As foreseen, it’s been some time before posting further notes of travel in India. We’ve been on the train 4 days now, and apart from WiFI being very slow when it is available, I’ve barely had a minute to take a breath let alone sit down and post a blog. At present we’re running very late and jiggling along on the train to Varanassi. We’ve been held up several times on the way from Jaipur. The trains try to run pretty much to schedule, but with a travelling public of 1.237 bil. I guess things occasionally go awry at the crossroads.
For many this is a trip of a lifetime, and it’s easy to understand. The distance travelled and abundance of cultural and heritage sites along the way is just one aspect of the trip. The food served on board is delicious and of the very best quality if somewhat repetitive, but then that’s any Indian dining experience on a day-to-day basis. We are travelling with just 25 other people representing a good variety of Western society; , Americans, Germans, Finns, Dutch, English, Australian and Mexican. The train pulls 18 carriages; one evening dining car, a breakfast car and two bulk food/Manchester carriers. Each carriage has three staterooms with en suite bathrooms. We share a steward and attendant, Ram and Keshar who take wonderful care of us. Apart from wake up coffee and biscuits, they guide us out of the station to the day’s touring transport and meet us on return. Both are terrific company and it’s great to have them meet us at the end of each exhausting, but wonderful day.

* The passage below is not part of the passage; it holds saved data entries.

//! OBEX frame model and codec.
//!
//! A frame is a code, an optional fixed preamble and an ordered set of
//! headers keyed by [`HeaderId`]. The total length is never stored: it is
//! computed on encode and checked against the byte count on decode.

use bytes::{BufMut, Bytes, BytesMut};

use super::header::ObexHeader;
use super::wire_format::{
    validate, HeaderId, Opcode, ResponseCode, CONNECT_PREAMBLE_SIZE, MAX_FRAME_SIZE,
    OBEX_VERSION, PREFIX_SIZE, SETPATH_PREAMBLE_SIZE,
};
use crate::error::{ModemError, Result};

/// SETPATH flags used by the module's filesystem service.
pub mod set_path_flags {
    /// Create the folder if it does not exist.
    pub const CREATE: u8 = 0x00;
    /// Enter an existing folder.
    pub const NO_CREATE: u8 = 0x02;
    /// Move to the parent folder. Sent without a NAME header.
    pub const PARENT: u8 = 0x03;
}

/// First byte of a frame.
#[derive(Debug, Clone, Copy, PartialEq, Eq)]
pub enum FrameCode {
    Request(Opcode),
    Response(ResponseCode),
}

impl FrameCode {
    fn as_byte(self) -> u8 {
        match self {
            FrameCode::Request(op) => op.as_byte(),
            FrameCode::Response(code) => code.as_byte(),
        }
    }
}

/// Fixed fields between the length prefix and the headers.
#[derive(Debug, Clone, Copy, PartialEq, Eq)]
pub enum Preamble {
    None,
    Connect {
        version: u8,
        flags: u8,
        max_packet_length: u16,
    },
    SetPath {
        flags: u8,
        constants: u8,
    },
}

impl Preamble {
    fn len(&self) -> usize {
        match self {
            Preamble::None => 0,
            Preamble::Connect { .. } => CONNECT_PREAMBLE_SIZE,
            Preamble::SetPath { .. } => SETPATH_PREAMBLE_SIZE,
        }
    }
}

/// One OBEX request or response.
#[derive(Debug, Clone, PartialEq, Eq)]
pub struct ObexFrame {
    code: FrameCode,
    preamble: Preamble,
    headers: Vec<ObexHeader>,
}

impl ObexFrame {
    /// Request with the preamble its opcode requires.
    pub fn request(op: Opcode) -> Self {
        let preamble = match op {
            Opcode::Connect => Preamble::Connect {
                version: OBEX_VERSION,
                flags: 0,
                max_packet_length: MAX_FRAME_SIZE as u16,
            },
            Opcode::SetPath => Preamble::SetPath {
                flags: set_path_flags::NO_CREATE,
                constants: 0,
            },
            _ => Preamble::None,
        };
        Self {
            code: FrameCode::Request(op),
            preamble,
            headers: Vec::new(),
        }
    }

    /// CONNECT request advertising `max_packet_length`.
    pub fn connect(max_packet_length: u16) -> Self {
        Self {
            code: FrameCode::Request(Opcode::Connect),
            preamble: Preamble::Connect {
                version: OBEX_VERSION,
                flags: 0,
                max_packet_length,
            },
            headers: Vec::new(),
        }
    }

    /// SETPATH request. `name` is omitted for [`set_path_flags::PARENT`].
    pub fn set_path(flags: u8, name: Option<&str>) -> Self {
        let mut frame = Self {
            code: FrameCode::Request(Opcode::SetPath),
            preamble: Preamble::SetPath {
                flags,
                constants: 0,
            },
            headers: Vec::new(),
        };
        if let Some(name) = name {
            frame.insert(ObexHeader::Name(name.to_string()));
        }
        frame
    }

    /// Response frame without preamble.
    pub fn response(code: ResponseCode) -> Self {
        Self {
            code: FrameCode::Response(code),
            preamble: Preamble::None,
            headers: Vec::new(),
        }
    }

    /// Builder-style [`insert`](Self::insert).
    pub fn with_header(mut self, header: ObexHeader) -> Self {
        self.insert(header);
        self
    }

    /// Builder-style preamble override.
    pub fn with_preamble(mut self, preamble: Preamble) -> Self {
        self.preamble = preamble;
        self
    }

    /// Add a header, replacing any header with the same id in place.
    pub fn insert(&mut self, header: ObexHeader) {
        let id = header.id();
        match self.headers.iter_mut().find(|h| h.id() == id) {
            Some(existing) => *existing = header,
            None => self.headers.push(header),
        }
    }

    /// Add a header in front of all others, replacing any header with the same id.
    pub fn insert_first(&mut self, header: ObexHeader) {
        let id = header.id();
        self.headers.retain(|h| h.id() != id);
        self.headers.insert(0, header);
    }

    pub fn get(&self, id: HeaderId) -> Option<&ObexHeader> {
        self.headers.iter().find(|h| h.id() == id)
    }

    pub fn headers(&self) -> &[ObexHeader] {
        &self.headers
    }

    pub fn code(&self) -> FrameCode {
        self.code
    }

    pub fn preamble(&self) -> Preamble {
        self.preamble
    }

    pub fn opcode(&self) -> Option<Opcode> {
        match self.code {
            FrameCode::Request(op) => Some(op),
            FrameCode::Response(_) => None,
        }
    }

    pub fn response_code(&self) -> Option<ResponseCode> {
        match self.code {
            FrameCode::Response(code) => Some(code),
            FrameCode::Request(_) => None,
        }
    }

    pub fn name(&self) -> Option<&str> {
        match self.get(HeaderId::Name) {
            Some(ObexHeader::Name(name)) => Some(name),
            _ => None,
        }
    }

    pub fn length(&self) -> Option<u32> {
        match self.get(HeaderId::Length) {
            Some(ObexHeader::Length(len)) => Some(*len),
            _ => None,
        }
    }

    pub fn connection_id(&self) -> Option<u32> {
        match self.get(HeaderId::ConnectionId) {
            Some(ObexHeader::ConnectionId(id)) => Some(*id),
            _ => None,
        }
    }

    /// BODY or END_OF_BODY payload, whichever the frame carries.
    pub fn body(&self) -> Option<&Bytes> {
        self.headers.iter().find_map(|h| match h {
            ObexHeader::Body(b) | ObexHeader::EndOfBody(b) => Some(b),
            _ => None,
        })
    }

    pub fn app_parameters(&self) -> Option<&Bytes> {
        match self.get(HeaderId::AppParameters) {
            Some(ObexHeader::AppParameters(b)) => Some(b),
            _ => None,
        }
    }

    /// Exact serialized size.
    pub fn total_length(&self) -> Result<usize> {
        let mut total = PREFIX_SIZE + self.preamble.len();
        for header in &self.headers {
            total += header.encoded_len()?;
        }
        Ok(total)
    }

    /// Serialize the frame. Fails if it does not fit the 16-bit length field.
    pub fn encode(&self) -> Result<Bytes> {
        let total = self.total_length()?;
        if total > MAX_FRAME_SIZE {
            return Err(ModemError::InvalidArgument(format!(
                "frame of {} bytes exceeds the OBEX maximum of {}",
                total, MAX_FRAME_SIZE
            )));
        }

        let mut out = BytesMut::with_capacity(total);
        out.put_u8(self.code.as_byte());
        out.put_u16(total as u16);
        match self.preamble {
            Preamble::None => {}
            Preamble::Connect {
                version,
                flags,
                max_packet_length,
            } => {
                out.put_u8(version);
                out.put_u8(flags);
                out.put_u16(max_packet_length);
            }
            Preamble::SetPath { flags, constants } => {
                out.put_u8(flags);
                out.put_u8(constants);
            }
        }
        for header in &self.headers {
            header.encode_into(&mut out)?;
        }

        debug_assert_eq!(out.len(), total);
        Ok(out.freeze())
    }

    /// Decode a request frame.
    pub fn decode_request(bytes: &[u8]) -> Result<Self> {
        check_length(bytes)?;
        let op = Opcode::from_byte(bytes[0])?;
        let (preamble, offset) = match op {
            Opcode::Connect => read_connect_preamble(bytes)?,
            Opcode::SetPath => {
                let fields = bytes
                    .get(PREFIX_SIZE..PREFIX_SIZE + SETPATH_PREAMBLE_SIZE)
                    .ok_or_else(|| short_preamble(op))?;
                (
                    Preamble::SetPath {
                        flags: fields[0],
                        constants: fields[1],
                    },
                    PREFIX_SIZE + SETPATH_PREAMBLE_SIZE,
                )
            }
            _ => (Preamble::None, PREFIX_SIZE),
        };

        Ok(Self {
            code: FrameCode::Request(op),
            preamble,
            headers: decode_headers(&bytes[offset..])?,
        })
    }

    /// Decode a response to `request`. Responses to CONNECT carry the
    /// CONNECT preamble.
    pub fn decode_response(bytes: &[u8], request: Opcode) -> Result<Self> {
        check_length(bytes)?;
        let code = ResponseCode::from_byte(bytes[0])?;
        let (preamble, offset) = if request.has_connect_preamble() {
            read_connect_preamble(bytes)?
        } else {
            (Preamble::None, PREFIX_SIZE)
        };

        Ok(Self {
            code: FrameCode::Response(code),
            preamble,
            headers: decode_headers(&bytes[offset..])?,
        })
    }
}

fn check_length(bytes: &[u8]) -> Result<()> {
    if validate(bytes) {
        return Ok(());
    }
    let declared = if bytes.len() >= PREFIX_SIZE {
        format!("{}", u16::from_be_bytes([bytes[1], bytes[2]]))
    } else {
        "no".to_string()
    };
    Err(ModemError::InvalidFrame(format!(
        "length field declares {} bytes, frame has {}",
        declared,
        bytes.len()
    )))
}

fn short_preamble(op: Opcode) -> ModemError {
    ModemError::InvalidFrame(format!("{} frame too short for its preamble", op))
}

fn read_connect_preamble(bytes: &[u8]) -> Result<(Preamble, usize)> {
    let fields = bytes
        .get(PREFIX_SIZE..PREFIX_SIZE + CONNECT_PREAMBLE_SIZE)
        .ok_or_else(|| short_preamble(Opcode::Connect))?;
    Ok((
        Preamble::Connect {
            version: fields[0],
            flags: fields[1],
            max_packet_length: u16::from_be_bytes([fields[2], fields[3]]),
        },
        PREFIX_SIZE + CONNECT_PREAMBLE_SIZE,
    ))
}

fn decode_headers(mut bytes: &[u8]) -> Result<Vec<ObexHeader>> {
    let mut headers: Vec<ObexHeader> = Vec::new();
    while !bytes.is_empty() {
        let (header, used) = ObexHeader::decode(bytes)?;
        let id = header.id();
        match headers.iter_mut().find(|h| h.id() == id) {
            Some(existing) => *existing = header,
            None => headers.push(header),
        }
        bytes = &bytes[used..];
    }
    Ok(headers)
}

/// Uppercase hex rendering for trace logs.
pub(crate) fn hex(bytes: &[u8]) -> String {
    use std::fmt::Write;

    let mut out = String::with_capacity(bytes.len() * 3);
    for (i, b) in bytes.iter().enumerate() {
        if i > 0 {
            out.push(' ');
        }
        let _ = write!(out, "{:02X}", b);
    }
    out
}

Harry’s really loving the trip. Yesterday I found him sitting in a very regal, throne-like chair and waving to people on the platform. They were all waving back. When we’re in our room and Harry’s not to be found with the familiar neckwear of camera/lenses/GPS, this is what he enjoys . When in Jaipur a couple of days ago I was getting a little ‘templed-out’ and chose to sit on a bench and watch the people interacting with each other, as I gazed at the lemur families performing on the parapets of forts and highly decorated facades atop temples. Harry all the while was lost in his own little world at the end of the camera.
Friday the 8th November
We’ve just checked into to our hotel in Varanassi. We’ll be here a couple of days. I’ll probably be taking a dip in the hotel pool, no matter how tempting the Ganges appears! I’ve inserted a few photos below recording we are here alive & well (up until 2 days ago anyway). I’d like to talk about the train a bit more so will make another post tomorrow perhaps. We have good Wifi coverage at last so I hope to be a little more consistent in keeping the blog alive.